I felt a wave of commiseration. A soft glow of realization began spreading through my mind- Maybe there was still time to turn back. Despite already dreading what I was about to get into, and having no idea of the nature of my work contract, I turned to the age-old comfort of relativity: a stint of factory work was surely child’s play compared to marriage. With her small hands tugging on the hem of her skirt, and my inability to think through my actions, who between us was the child anyway?

I took a deep breath and poured a cup of lukewarm coffee. I sat down. I felt pretentious reading my book. I watched the second-hand do its slow sweeping rounds, brushing back time from the face of the clock.
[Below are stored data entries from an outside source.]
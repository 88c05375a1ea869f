//! Networking modules for the license backend REST API.
//!
//! SYSTEM CONTEXT
//! ==============
//! `client` owns the interceptor pipeline, `api` is the typed endpoint
//! facade pages call, `transport` abstracts the browser `fetch`, `signal`
//! carries 401s to the session context, and `types` defines the wire schema.

pub mod api;
pub mod client;
pub mod error;
pub mod signal;
pub mod transport;
pub mod types;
We boarded a tiny plane where we could choose our own seat, I sat next to a man covered in tattoos- sometimes I see auras and his relaxed me. It turns out he was petrified of flying, and I had to talk him through the turbulence as we suddenly saw nothing but the thick pillow-stuffed clouds tearing apart in the grey sky around us. When he gave me his phone number in Seattle, where he was going back to after several months of working on the crabbing ships, I pushed the scrap of paper down into the seat pocket in front of me when he wasn’t looking. Later, I felt guilty, and realized now was not the time to accumulate bad karma.